A new mission in Laos for Vietnam vet

The San Francisco-based Jhai Foundation is promoting self-help development projects in Laotian villages.

For Lee Thorn, a visit to Udom Kati temple is to take a disturbing journey back in time. With its steep red roof and rich, gold-painted carvings, the temple occupies a tranquil corner of Phon Song, a village about two hours' drive north of the Laotian capital, Vientiane.

A picture of serenity from the outside, the paintings that cover the building's interior walls come as a surprise: Interspersed with traditional images taken from the life of the Buddha are lurid scenes of bloodshed, slaughter, and chaos.

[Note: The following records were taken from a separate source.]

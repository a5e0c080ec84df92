//! Timeline read and session reset commands

use tauri::State;
use tracing::info;

use crate::timeline::{ChatMessage, SharedTimeline};

/// All timeline entries in insertion order
#[tauri::command]
pub fn list_timeline(timeline: State<'_, SharedTimeline>) -> Result<Vec<ChatMessage>, String> {
    let timeline = timeline.lock().map_err(|e| e.to_string())?;
    Ok(timeline.list())
}

/// Clear the timeline for a fresh session.
///
/// Outcomes still in flight for cleared entries are dropped when they
/// arrive (their ids no longer exist).
#[tauri::command]
pub fn new_session(timeline: State<'_, SharedTimeline>) -> Result<(), String> {
    let mut timeline = timeline.lock().map_err(|e| e.to_string())?;
    info!("Starting new session, clearing {} entries", timeline.len());
    timeline.clear();
    Ok(())
}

"Look at this one," says Mr. Thorn, a 58-year-old US war veteran and peace activist. "There's brother killing brother, devastation after a flood or a bomb. Dead folks here, everybody in modern dress."

He pauses, taken aback by the brutal images before him. "It's saying: Here's war, it exists, and it's worse than anyone can imagine. It's evil."

It's this conviction – and a sense of deep revulsion at the role he played in inflicting pain on ordinary Laotians more than 30 years ago – that inspires Thorn's efforts to bring development and reconciliation to one of Asia's most impoverished nations.

At the height of the Vietnam conflict in 1966, Thorn was a naval serviceman, loading 1,000-pound bombs on fighter bombers based on an aircraft carrier in the Gulf of Tongking. Many of the planes' missions targeted not just North Vietnam, but also its western neighbor Laos, where the US was trying to cut off supplies of men and munitions from reaching Viet Cong fighters threatening Saigon.

"I used to show the bomb assessment films to the pilots after they got back to the carrier," Thorn says. "It was incredible. After some missions, the countryside we'd bombed looked like the surface of the moon."

The people of Bhoun Than – a village not far from here – witnessed many such US attacks. In those days, the village was located in northeastern Xieng-Khouang province, one of the most heavily bombed parts of the country.

After sustaining many civilian losses, the villagers abandoned their homes and fled south.

More than three decades later, Thorn's San Francisco-based Jhai Foundation is supporting a variety of self-help initiatives in Bhoun Than. The foundation has also helped raise funds for a new school building. The village headman, Siangvi Poulenchit, sees the irony in America's reversal of role. "Before, the Americans destroyed so much of our country – our homes, our fields, everything," Mr. Poulenchit says. "It was very hard for us to uproot and come here. But now an American has come to help us, and these projects will help build understanding between the Laotian and US peoples."

Thorn's various projects have earned a more cautious welcome from the country's Communist authorities. His initiatives come at a time when official US assistance to the country is minimal because of Laos's patchy human-rights record, and the lobbying of anticommunist Laotian groups in the US.

Thorn says politics don't enter into what he's trying to do. "We work for poor people," he says, "just as we've done in Nicaragua and other places. We're not trying to create massive social change."

That approach seems to be paying dividends, too, in the rolling green expanses of the Bolaven Plateau, in the deep south where the Jhai Foundation also operates. This is the heart of Laos's coffee-growing belt, a legacy of the country's French colonial rulers. By reputation, Laotian Arabica coffee is among the best in the world, and Thorn wants to export it to the US.

Farmers like Noumala Thepboualy have taken up the challenge with enthusiasm. The possibility that beans from his small plantation could end up in gourmet coffee houses in the US fills him with pride.

"It's sad that [Laotian] coffee hasn't been introduced properly to the world until now," says Mr. Thepboualy, keeping one eye on the women working a dehusking machine in the yard in front of his stilted farmhouse. "We're very happy about what Jhai foundation is trying to do."

Meeting a group of coffee cultivators, including former servicemen, with whom he's now working, Thorn has a rhetorical question, accompanied by a grin: "So what do you guys like better – being soldiers or growing coffee?" Growing coffee, they say. The reason is simple, says Thorn. "We're buying the coffee at fair-trade prices, which is about five times what they were getting before. Also, the farmers know, just like I do, that it's better for America and Laos to do business than to continue acting as if nothing has changed."